= Sympathetic resonance =

Harmonic phenomenon in music

Sympathetic resonance or sympathetic vibration is a harmonic phenomenon wherein a passive string or vibratory body responds to external vibrations to which it has a harmonic likeness. The classic example is demonstrated with two similarly-tuned tuning forks. When one fork is struck and held near the other, vibrations are induced in the unstruck fork, even though there is no physical contact between them. In similar fashion, strings will respond to the vibrations of a tuning fork when sufficient harmonic relations exist between them. The effect is most noticeable when the two bodies are tuned in unison or an octave apart (corresponding to the first and second harmonics, integer multiples of the inducing frequency), as there is the greatest similarity in vibrational frequency. Sympathetic resonance is an example of injection locking occurring between coupled oscillators, in this case coupled through vibrating air. In musical instruments, sympathetic resonance can produce both desirable and undesirable effects.

According to The New Grove Dictionary of Music and Musicians:
The property of sympathetic vibration is encountered in its direct form in room acoustics in the rattling of window panes, light shades and movable panels in the presence of very loud sounds, such as may occasionally be produced by a full organ. As these things rattle (or even if they do not audibly rattle) sound energy is being converted into mechanical energy, and so the sound is absorbed. Wood paneling and anything else that is lightweight and relatively unrestrained have the same effect. Absorptivity is at its highest at the resonance frequency, usually near or below 100 Hz.

==Sympathetic resonance in music instruments==

Sympathetic resonance has been applied to musical instruments from many cultures and time periods, and to string instruments in particular. In instruments with undamped strings (e.g. harps, guitars and kotos), strings will resonate at their fundamental or overtone frequencies when other nearby strings are sounded. For example, an A string at 440 Hz will cause an E string at 330 Hz to resonate, because they share an overtone of 1320 Hz (the third harmonic of A and fourth harmonic of E). Sympathetic resonance is a factor in the timbre of a string instrument.

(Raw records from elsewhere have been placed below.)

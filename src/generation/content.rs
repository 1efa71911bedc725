//! # Built-in Content
//!
//! The default office floor: tile, furniture, entity and item types with
//! their capability tables, plus the floor and room templates.

use super::{FloorGenerator, FloorLayout, Generator, Side, Spawn, Template, TemplateLayer};
use super::floor::{DOOR_PLACEHOLDER, ROOM_PLACEHOLDER};
use crate::game::actions::{combat, interact};
use crate::game::{
    ActionKind, AreaEffect, Capabilities, Color, DoorState, EntityKind, EntityType, FurnitureType,
    GameState, ItemKind, ItemType, KnockBackOrigin, RangedStats, TileType, TypeRegistry,
    WeaponStats,
};
use crate::{config, GameConfig, RandomData, ShambleResult};
use std::sync::Arc;

// Tiles
pub const FLOOR: &str = "floor";
pub const CARPET: &str = "carpet";
pub const LINOLEUM: &str = "linoleum";
pub const WALL_TILE: &str = "outer_wall";
pub const ELEVATOR: &str = "elevator";
pub const ROOM_FOOTPRINT: &str = "room_footprint";

// Furniture
pub const OFFICE_WALL: &str = "office_wall";
pub const WOODEN_DOOR: &str = "wooden_door";
pub const GLASS_DOOR: &str = "glass_door";
pub const DESK: &str = "desk";
pub const OFFICE_CHAIR: &str = "office_chair";
pub const VENDING_MACHINE: &str = "vending_machine";

// Entities
pub const PLAYER: &str = "player";
pub const ZOMBIE: &str = "zombie";

// Items
pub const UMBRELLA: &str = "umbrella";
pub const FIRE_AXE: &str = "fire_axe";
pub const ZOMBIE_BITE: &str = "zombie_bite";
pub const NAIL_GUN: &str = "nail_gun";
pub const NAILS: &str = "nails";
pub const FIRE_EXTINGUISHER: &str = "fire_extinguisher";
pub const FIRST_AID_KIT: &str = "first_aid_kit";
pub const COFFEE: &str = "coffee";

fn tile(name: &str, glyph: char, color: Color, passable: bool) -> TileType {
    TileType {
        name: name.to_string(),
        glyph,
        color,
        passable,
        blocks_los: !passable,
        exit: false,
        room_placeholder: false,
    }
}

fn player_capabilities() -> Capabilities {
    Capabilities::new()
        .with_performable(ActionKind::Open, interact::open_performable())
        .with_performable(ActionKind::Close, interact::close_performable())
        .with_performable(ActionKind::Push, interact::push_performable())
        .with_performable(ActionKind::Grab, interact::grab_performable())
        .with_performable(ActionKind::Pickup, interact::pickup_performable())
        .with_performable(ActionKind::MeleeAttack, combat::melee_performable())
        .with_performable(ActionKind::RangedAttack, combat::ranged_performable())
        .with_resolvable(ActionKind::MeleeAttack, combat::melee_resolvable())
        .with_resolvable(ActionKind::RangedAttack, combat::ranged_resolvable())
}

fn zombie_capabilities() -> Capabilities {
    Capabilities::new()
        .with_performable(ActionKind::MeleeAttack, combat::zombie_melee_performable())
        .with_performable(ActionKind::HordePushBonus, combat::horde_push_performable())
        .with_resolvable(ActionKind::MeleeAttack, combat::melee_resolvable())
        .with_resolvable(ActionKind::RangedAttack, combat::ranged_resolvable())
        .with_resolvable(ActionKind::HordePushBonus, combat::horde_push_resolvable())
        .with_resolvable(ActionKind::Push, interact::push_resolvable())
        .with_resolvable(ActionKind::Grab, interact::grab_resolvable())
}

fn breakable() -> Capabilities {
    Capabilities::new()
        .with_resolvable(ActionKind::MeleeAttack, combat::melee_resolvable())
        .with_resolvable(ActionKind::RangedAttack, combat::ranged_resolvable())
}

fn movable() -> Capabilities {
    breakable()
        .with_resolvable(ActionKind::Push, interact::push_resolvable())
        .with_resolvable(ActionKind::Grab, interact::grab_resolvable())
}

fn door_capabilities() -> Capabilities {
    breakable()
        .with_resolvable(ActionKind::Open, interact::open_resolvable())
        .with_resolvable(ActionKind::Close, interact::close_resolvable())
}

fn carried() -> Capabilities {
    Capabilities::new().with_resolvable(ActionKind::Pickup, interact::pickup_resolvable())
}

fn furniture(
    name: &str,
    display_name: &str,
    glyph: char,
    hp: Option<i32>,
    passable: bool,
    blocks_los: bool,
    capabilities: Capabilities,
) -> FurnitureType {
    FurnitureType {
        name: name.to_string(),
        display_name: display_name.to_string(),
        glyph,
        hp,
        passable,
        blocks_los,
        is_wall: false,
        door: None,
        capabilities,
    }
}

fn item(name: &str, display_name: &str, glyph: char, kind: ItemKind) -> ItemType {
    ItemType {
        name: name.to_string(),
        display_name: display_name.to_string(),
        glyph,
        kind,
        capabilities: carried(),
    }
}

fn melee(damage: i32) -> WeaponStats {
    WeaponStats {
        damage,
        ..WeaponStats::default()
    }
}

/// Every type the default floor uses.
pub fn default_registry() -> ShambleResult<TypeRegistry> {
    let mut registry = TypeRegistry::new(FLOOR);

    let grey = Color::new(128, 128, 128);
    registry.register_tile(tile(FLOOR, '.', grey, true))?;
    registry.register_tile(tile(CARPET, ',', Color::new(70, 70, 140), true))?;
    registry.register_tile(tile(LINOLEUM, '_', Color::new(200, 200, 180), true))?;
    registry.register_tile(tile(WALL_TILE, '#', Color::new(90, 90, 90), false))?;
    registry.register_tile(TileType {
        exit: true,
        ..tile(ELEVATOR, '>', Color::new(220, 200, 60), true)
    })?;
    registry.register_tile(TileType {
        room_placeholder: true,
        ..tile(ROOM_FOOTPRINT, '?', grey, true)
    })?;

    registry.register_furniture(FurnitureType {
        is_wall: true,
        ..furniture(OFFICE_WALL, "wall", '#', None, false, true, Capabilities::new())
    })?;
    registry.register_furniture(FurnitureType {
        door: Some(DoorState {
            open: false,
            open_glyph: '\'',
            closed_glyph: '+',
            closed_blocks_los: true,
        }),
        ..furniture(WOODEN_DOOR, "wooden door", '+', Some(6), false, true, door_capabilities())
    })?;
    registry.register_furniture(FurnitureType {
        door: Some(DoorState {
            open: false,
            open_glyph: '\'',
            closed_glyph: '"',
            closed_blocks_los: false,
        }),
        ..furniture(GLASS_DOOR, "glass door", '"', Some(2), false, false, door_capabilities())
    })?;
    registry.register_furniture(furniture(DESK, "desk", 'n', Some(8), false, false, movable()))?;
    registry.register_furniture(furniture(OFFICE_CHAIR, "office chair", 'h', Some(3), false, false, movable()))?;
    registry.register_furniture(furniture(
        VENDING_MACHINE,
        "vending machine",
        'V',
        Some(12),
        false,
        true,
        movable(),
    ))?;

    registry.register_item(item(UMBRELLA, "umbrella", '/', ItemKind::Melee(melee(2))))?;
    registry.register_item(item(
        FIRE_AXE,
        "fire axe",
        'P',
        ItemKind::Melee(WeaponStats {
            damage: 4,
            knock_back: Some(1),
            ..WeaponStats::default()
        }),
    ))?;
    registry.register_item(item(ZOMBIE_BITE, "bite", '\'', ItemKind::Melee(melee(1))))?;
    registry.register_item(item(
        NAIL_GUN,
        "nail gun",
        '{',
        ItemKind::Ranged(RangedStats {
            weapon: melee(2),
            range: 5,
            ammo_type: Some(NAILS.to_string()),
            loaded: 4,
            capacity: 8,
        }),
    ))?;
    registry.register_item(item(
        NAILS,
        "box of nails",
        '=',
        ItemKind::Ammo {
            ammo_type: NAILS.to_string(),
            rounds: 8,
        },
    ))?;
    registry.register_item(item(
        FIRE_EXTINGUISHER,
        "fire extinguisher",
        '!',
        ItemKind::Ranged(RangedStats {
            weapon: WeaponStats {
                damage: 0,
                knock_back: None,
                knock_down: Some(1),
                area: Some(AreaEffect {
                    radius: 1,
                    damage: None,
                    knock_back: Some(1),
                    knock_down: Some(1),
                    knock_back_origin: KnockBackOrigin::Source,
                }),
            },
            range: 3,
            ammo_type: None,
            loaded: 0,
            capacity: 0,
        }),
    ))?;
    registry.register_item(item(FIRST_AID_KIT, "first aid kit", '+', ItemKind::Healing { amount: 5 }))?;
    registry.register_item(item(COFFEE, "cup of coffee", 'c', ItemKind::Healing { amount: 2 }))?;

    registry.register_entity(EntityType {
        name: PLAYER.to_string(),
        display_name: "Survivor".to_string(),
        kind: EntityKind::Player,
        glyph: '@',
        hp: config::DEFAULT_PLAYER_HEALTH,
        organic: true,
        melee_weapon: Some(UMBRELLA.to_string()),
        ranged_weapon: None,
        inventory: Vec::new(),
        capabilities: player_capabilities(),
    })?;
    registry.register_entity(EntityType {
        name: ZOMBIE.to_string(),
        display_name: "Zombie".to_string(),
        kind: EntityKind::Zombie,
        glyph: 'z',
        hp: 3,
        organic: true,
        melee_weapon: Some(ZOMBIE_BITE.to_string()),
        ranged_weapon: None,
        inventory: Vec::new(),
        capabilities: zombie_capabilities(),
    })?;

    Ok(registry)
}

fn one(name: &str) -> RandomData<Spawn> {
    RandomData::Literal(Spawn::of(name))
}

/// A room wall cell that may become a door.
fn door_wall(door_type: &str) -> RandomData<Spawn> {
    RandomData::All(vec![
        one(OFFICE_WALL),
        RandomData::Literal(Spawn::placeholder(DOOR_PLACEHOLDER, door_type)),
    ])
}

fn room_layers(floor_tile: &str) -> (TemplateLayer, TemplateLayer) {
    let tiles = TemplateLayer::new().with_default(one(floor_tile));
    let objects = TemplateLayer::new()
        .with('#', one(OFFICE_WALL))
        .with('D', door_wall(WOODEN_DOOR))
        .with('G', door_wall(GLASS_DOOR))
        .with('z', RandomData::Percent(vec![(60, one(ZOMBIE))]));
    (tiles, objects)
}

/// The floor shell: outer walls, an L-shaped hallway and four room slots.
pub fn floor_template() -> ShambleResult<Template> {
    let rows = [
        "############",
        "#@.........#",
        "#R???R????.#",
        "#?????????.#",
        "#?????????.#",
        "#?????????.#",
        "#R???R????.#",
        "#?????????.#",
        "#?????????.#",
        "#?????????.#",
        "#?????????.#",
        "############",
    ];
    let tiles = TemplateLayer::new()
        .with('#', one(WALL_TILE))
        .with('R', one(ROOM_FOOTPRINT))
        .with('?', one(ROOM_FOOTPRINT))
        .with_default(one(FLOOR));
    let objects = TemplateLayer::new()
        .with('@', one(PLAYER))
        .with(
            'R',
            RandomData::Literal(Spawn::placeholder(ROOM_PLACEHOLDER, ROOM_PLACEHOLDER)),
        );
    Template::new("office_floor", &rows, tiles, objects)
}

/// The required exit room.
pub fn elevator_room() -> ShambleResult<Template> {
    let rows = ["#DDD#", "D...D", "D.E.D", "D...D", "#DDD#"];
    let (tiles, objects) = room_layers(LINOLEUM);
    let tiles = tiles.with('E', one(ELEVATOR));
    Ok(Template::new("elevator", &rows, tiles, objects)?.with_random_doors(&Side::all()))
}

pub fn office_room() -> ShambleResult<Template> {
    let rows = ["#DDD#", "Gd.zG", "G.c.G", "Gz.dG", "#DDD#"];
    let (tiles, objects) = room_layers(CARPET);
    let objects = objects
        .with(
            'd',
            RandomData::Weighted(vec![(3, one(DESK)), (1, one(OFFICE_CHAIR))]),
        )
        .with(
            'c',
            RandomData::Percent(vec![(25, one(NAILS)), (15, one(NAIL_GUN)), (20, one(OFFICE_CHAIR))]),
        );
    Ok(Template::new("office", &rows, tiles, objects)?.with_random_doors(&Side::all()))
}

pub fn break_room() -> ShambleResult<Template> {
    let rows = ["#DDD#", "DV.kD", "D.z.D", "Dk.aD", "#DDD#"];
    let (tiles, objects) = room_layers(LINOLEUM);
    let objects = objects
        .with('V', one(VENDING_MACHINE))
        .with(
            'k',
            RandomData::Weighted(vec![(2, one(COFFEE)), (1, one(FIRST_AID_KIT))]),
        )
        .with(
            'a',
            RandomData::Weighted(vec![
                (2, one(FIRE_EXTINGUISHER)),
                (1, one(FIRE_AXE)),
                (1, RandomData::Repeat(2, Box::new(one(COFFEE)))),
            ]),
        );
    Ok(Template::new("break_room", &rows, tiles, objects)?.with_random_doors(&Side::all()))
}

/// Elevator required, offices and break rooms filling the rest.
pub fn default_generator() -> ShambleResult<FloorGenerator> {
    Ok(FloorGenerator::new(
        floor_template()?,
        vec![elevator_room()?],
        vec![office_room()?, office_room()?, break_room()?],
    ))
}

/// Generates and validates the default office floor.
pub fn generate_default_floor(config: GameConfig) -> ShambleResult<(GameState, FloorLayout)> {
    let registry = Arc::new(default_registry()?);
    let mut state = GameState::new(config, registry);
    let generator = default_generator()?;
    let layout = generator.generate(&mut state)?;
    generator.validate(&layout, &state)?;
    state.mark_explored();
    Ok((state, layout))
}

#[cfg(test)]
mod tests {
    use super::*;

    #[test]
    fn test_registry_builds() {
        let registry = default_registry().unwrap();
        let player = registry.make_entity(PLAYER, crate::Position::new(0, 0)).unwrap();
        assert_eq!(player.melee_damage(), Some(2));
        let zombie = registry.make_entity(ZOMBIE, crate::Position::new(0, 0)).unwrap();
        assert_eq!(zombie.hp, 3);
        assert!(zombie.capabilities.can_resolve(ActionKind::HordePushBonus));
    }

    #[test]
    fn test_templates_are_square_rooms() {
        for room in [elevator_room().unwrap(), office_room().unwrap(), break_room().unwrap()] {
            assert!(room.is_square());
            assert_eq!(room.grid(0).width(), config::ROOM_SIZE);
            assert_eq!(room.random_doors, [true; 4]);
        }
        let floor = floor_template().unwrap();
        assert_eq!(floor.grid(0).width(), config::DEFAULT_FLOOR_WIDTH);
        assert_eq!(floor.grid(0).height(), config::DEFAULT_FLOOR_HEIGHT);
    }
}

Certain instruments are built with sympathetic strings, auxiliary strings which are not directly played but sympathetically produce sound in response to tones played on the main strings. Sympathetic strings can be found on Indian musical instruments such as the sitar, Western Baroque instruments such as the viola d'amore and folk instruments such as the hurdy-gurdy and Hardanger fiddle. Some pianos are built with sympathetic strings, a practice known as aliquot stringing. Sympathetic resonance is sometimes an unwanted effect that must be mitigated when designing an instrument. For example, to dampen resonance in the headstock, some electric guitars use string trees near their tuning pegs. Similarly, the string length behind the bridge must be made as short as possible to dampen resonance.

=== Piano Sustain ===

When the sustain pedal

is pressed on a piano, sympathetic resonance occurs, becoming more noticeable as more notes (nearby in frequency values) are played while the pedal is held active (pressed down).

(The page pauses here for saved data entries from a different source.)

//! Property tests for template rotation, blood accumulation and whole-floor
//! generation.

use proptest::prelude::*;
use shamble::{content, CharGrid, GameConfig, Tile};

fn char_grid() -> impl Strategy<Value = Vec<String>> {
    (1_usize..7, 1_usize..7).prop_flat_map(|(width, height)| {
        prop::collection::vec(
            prop::collection::vec(prop::sample::select(vec!['#', '.', 'D', 'z', 'R', '?']), width)
                .prop_map(|row| row.into_iter().collect::<String>()),
            height,
        )
    })
}

proptest! {
    #![proptest_config(ProptestConfig::with_cases(128))]

    #[test]
    fn four_quarter_turns_restore_the_grid(rows in char_grid()) {
        let grid = CharGrid::from_rows(&rows).unwrap();
        let turned = grid
            .rotate_clockwise()
            .rotate_clockwise()
            .rotate_clockwise()
            .rotate_clockwise();
        prop_assert_eq!(turned.rows(), rows);
    }

    #[test]
    fn quarter_turn_swaps_dimensions(rows in char_grid()) {
        let grid = CharGrid::from_rows(&rows).unwrap();
        let turned = grid.rotate_clockwise();
        prop_assert_eq!(turned.width(), grid.height());
        prop_assert_eq!(turned.height(), grid.width());
    }

    #[test]
    fn blood_never_exceeds_max(amounts in prop::collection::vec(0_u32..50, 0..20), max in 0_u32..30) {
        let mut tile = Tile::default();
        let mut previous = 0;
        for amount in amounts {
            let blood = tile.splatter(amount, max);
            prop_assert!(blood <= max);
            prop_assert!(blood >= previous);
            previous = blood;
        }
    }
}

proptest! {
    #![proptest_config(ProptestConfig::with_cases(24))]

    #[test]
    fn every_seed_yields_a_valid_floor(seed in any::<u64>()) {
        let (state, layout) = content::generate_default_floor(GameConfig::new(seed)).unwrap();
        prop_assert_eq!(layout.rooms.len(), 4);
        prop_assert!(state.player().is_some());
        prop_assert_eq!(state.tiles.iter().filter(|(_, tile)| tile.exit).count(), 1);
        for &door in &layout.doors {
            prop_assert!(state.is_walkable(door) || state.furniture.first_at(door, |f| f.door.is_some()).is_some());
        }
    }
}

This resonance causes a "muddying" of sound when the sustain pedal is held too long, blurring the sound from crisp audible note endings to a sort of inseparable watercolor of mixed sound.

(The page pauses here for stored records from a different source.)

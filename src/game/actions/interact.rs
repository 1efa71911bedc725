//! # Interactions
//!
//! Door handling, pushing, grabbing and picking up items. Each action is a
//! pair of capability records that content types install on their sources and
//! targets.

use super::{
    ActionKind, ActionResult, ActionSettings, Hook, Performable, Resolvable, TargetCandidate,
    TargetStrategy,
};
use crate::game::{Direction, GameEvent, GameState, ObjectId, ObjectRef, Position};

fn actor_name(state: &GameState, settings: &ActionSettings) -> String {
    settings
        .source
        .map(|source| state.object_name(source))
        .unwrap_or_else(|| "Something".to_string())
}

fn furniture_id(target: ObjectRef) -> Option<ObjectId> {
    match target {
        ObjectRef::Furniture(id) => Some(id),
        _ => None,
    }
}

fn entity_id(object: ObjectRef) -> Option<ObjectId> {
    match object {
        ObjectRef::Entity(id) => Some(id),
        _ => None,
    }
}

// --- open / close ---------------------------------------------------------

/// Anyone may try to open an adjacent door.
pub fn open_performable() -> Performable {
    Performable::always()
}

pub fn open_resolvable() -> Resolvable {
    Resolvable {
        can_resolve_action: Hook::Computed(|state, target, _| {
            furniture_id(target)
                .and_then(|id| state.furniture.get(id))
                .map_or(false, |f| f.door.is_some() && !f.is_open())
        }),
        resolve_action: Hook::Computed(|state, target, settings| {
            let id = match furniture_id(target) {
                Some(id) => id,
                None => return false,
            };
            let name = match state.furniture.get_mut(id) {
                Some(door) => {
                    door.set_open(true);
                    door.name.clone()
                }
                None => return false,
            };
            let actor = actor_name(state, settings);
            state.push_event(GameEvent::Opened { actor, target: name });
            true
        }),
    }
}

pub fn close_performable() -> Performable {
    Performable::always()
}

fn door_is_clear(state: &GameState, target: ObjectRef) -> bool {
    furniture_id(target)
        .and_then(|id| state.furniture.get(id))
        .map_or(false, |f| f.is_open() && state.entities.is_empty_at(f.position))
}

pub fn close_resolvable() -> Resolvable {
    Resolvable {
        can_resolve_action: Hook::Computed(|state, target, _| door_is_clear(state, target)),
        resolve_action: Hook::Computed(|state, target, settings| {
            // Someone may have stepped into the doorway after validation.
            if !door_is_clear(state, target) {
                return false;
            }
            let id = match furniture_id(target) {
                Some(id) => id,
                None => return false,
            };
            let name = match state.furniture.get_mut(id) {
                Some(door) => {
                    door.set_open(false);
                    door.name.clone()
                }
                None => return false,
            };
            let actor = actor_name(state, settings);
            state.push_event(GameEvent::Closed { actor, target: name });
            true
        }),
    }
}

// --- push -----------------------------------------------------------------

fn push_vector(state: &GameState, source: ObjectRef, target: ObjectRef) -> Option<Position> {
    let from = state.object_position(source)?;
    let to = state.object_position(target)?;
    Direction::from_delta(to - from).map(Direction::to_delta)
}

fn push_destination(state: &GameState, target: ObjectRef, settings: &ActionSettings) -> Option<Position> {
    let vector = match settings.result.as_ref().and_then(|r| r.push) {
        Some(vector) => vector,
        None => push_vector(state, settings.source?, target)?,
    };
    Some(state.object_position(target)? + vector)
}

pub fn push_performable() -> Performable {
    Performable {
        perform_action: Hook::Computed(|state, source, target, _| {
            push_vector(state, source, target).map(|vector| ActionResult {
                push: Some(vector),
                ..ActionResult::default()
            })
        }),
        ..Performable::always()
    }
}

/// The target moves one cell away from the source; the source follows into
/// the vacated cell when it can.
pub fn push_resolvable() -> Resolvable {
    Resolvable {
        can_resolve_action: Hook::Computed(|state, target, settings| {
            push_destination(state, target, settings).map_or(false, |dest| state.is_free(dest))
        }),
        resolve_action: Hook::Computed(|state, target, settings| {
            let (from, dest) = match (
                state.object_position(target),
                push_destination(state, target, settings),
            ) {
                (Some(from), Some(dest)) => (from, dest),
                _ => return false,
            };
            if !state.is_free(dest) || !state.move_object(target, dest) {
                return false;
            }

            if let Some(source_id) = settings.source.and_then(entity_id) {
                if state.is_free(from) {
                    state.move_entity(source_id, from);
                }
            }
            let actor = actor_name(state, settings);
            let name = state.object_name(target);
            state.push_event(GameEvent::Pushed { actor, target: name });
            true
        }),
    }
}

// --- grab -----------------------------------------------------------------

fn grab_targets(
    state: &GameState,
    source: ObjectRef,
    action: ActionKind,
    settings: &ActionSettings,
) -> Vec<TargetCandidate> {
    let grabbed = entity_id(source)
        .and_then(|id| state.entities.get(id))
        .and_then(|entity| entity.grab_target);
    match grabbed {
        // While holding something the only choice is to let go.
        Some(grabbed) => match (state.object_position(source), state.object_position(grabbed)) {
            (Some(origin), Some(pos)) => vec![TargetCandidate {
                position: pos,
                range: origin.euclidean_distance(pos),
                value: grabbed,
            }],
            _ => Vec::new(),
        },
        None => state.adjacent_targets(source, action, settings),
    }
}

pub fn grab_performable() -> Performable {
    Performable {
        can_perform_action: Hook::Computed(|state, source, _| {
            entity_id(source).map_or(false, |id| state.entities.contains(id))
        }),
        perform_action: Hook::Computed(|state, source, target, settings| {
            let id = entity_id(source)?;
            let holding = state.entities.get(id)?.grab_target;
            if holding == Some(target) {
                if let Some(entity) = state.entities.get_mut(id) {
                    entity.grab_target = None;
                }
                let actor = actor_name(state, settings);
                let name = state.object_name(target);
                state.push_event(GameEvent::Released { actor, target: name });
                return None;
            }
            Some(ActionResult::default())
        }),
        targets: TargetStrategy::Custom(grab_targets),
        ..Performable::always()
    }
}

pub fn grab_resolvable() -> Resolvable {
    Resolvable {
        can_resolve_action: Hook::Always,
        resolve_action: Hook::Computed(|state, target, settings| {
            let source_id = match settings.source.and_then(entity_id) {
                Some(id) => id,
                None => return false,
            };
            match state.entities.get_mut(source_id) {
                Some(entity) => entity.grab_target = Some(target),
                None => return false,
            }
            let actor = actor_name(state, settings);
            let name = state.object_name(target);
            state.push_event(GameEvent::Grabbed { actor, target: name });
            true
        }),
    }
}

// --- pickup ---------------------------------------------------------------

pub fn pickup_performable() -> Performable {
    Performable {
        can_perform_action: Hook::Computed(|state, source, _| {
            entity_id(source).map_or(false, |id| state.entities.contains(id))
        }),
        targets: TargetStrategy::OwnCell,
        ..Performable::always()
    }
}

/// Moves the item off the grid into the source's inventory.
pub fn pickup_resolvable() -> Resolvable {
    Resolvable {
        can_resolve_action: Hook::Computed(|state, target, settings| {
            matches!(target, ObjectRef::Item(id) if state.items.contains(id))
                && settings
                    .source
                    .and_then(entity_id)
                    .map_or(false, |id| state.entities.contains(id))
        }),
        resolve_action: Hook::Computed(|state, target, settings| {
            let (item_id, source_id) = match (target, settings.source.and_then(entity_id)) {
                (ObjectRef::Item(item_id), Some(source_id)) => (item_id, source_id),
                _ => return false,
            };
            if !state.entities.contains(source_id) {
                return false;
            }
            let item = match state.items.remove(item_id) {
                Some(item) => item,
                None => return false,
            };
            let name = item.name.clone();
            let actor = match state.entities.get_mut(source_id) {
                Some(entity) => {
                    entity.inventory.push(item);
                    entity.name.clone()
                }
                None => return false,
            };
            state.push_event(GameEvent::PickedUp { actor, item: name });
            true
        }),
    }
}

impl GameState {
    /// Steps an entity one cell, dragging whatever it holds into the vacated
    /// cell. A grabbed object that cannot follow is released.
    pub fn walk(&mut self, id: ObjectId, direction: Direction) -> bool {
        let from = match self.entities.get(id) {
            Some(entity) => entity.position,
            None => return false,
        };
        if !self.move_entity(id, from + direction.to_delta()) {
            return false;
        }

        let grabbed = match self.entities.get(id).and_then(|entity| entity.grab_target) {
            Some(grabbed) => grabbed,
            None => return true,
        };
        let follows = self
            .object_position(grabbed)
            .map_or(false, |pos| pos.is_cardinal_neighbor(from))
            && self.move_object(grabbed, from);
        if !follows {
            if let Some(entity) = self.entities.get_mut(id) {
                entity.grab_target = None;
            }
            let actor = self.object_name(ObjectRef::Entity(id));
            let target = self.object_name(grabbed);
            self.push_event(GameEvent::Released { actor, target });
        }
        true
    }
}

For example, pressing one key on a piano with the sustain pedal pressed causes multiple harmonic notes to gradually and spontaneously "appear" to the listener, though the harmonics are often far quieter than the original note's strength. Arbitrarily assuming that playing a single note on a piano will cause 4 more harmonics to play, continuing to press 9 more keys (with the sustain pedal held down throughout the duration of playing) would cause up to 10 $\times$ ~5 = ~ 50 notes to become audible to the player, rather than just the 10 directly played notes.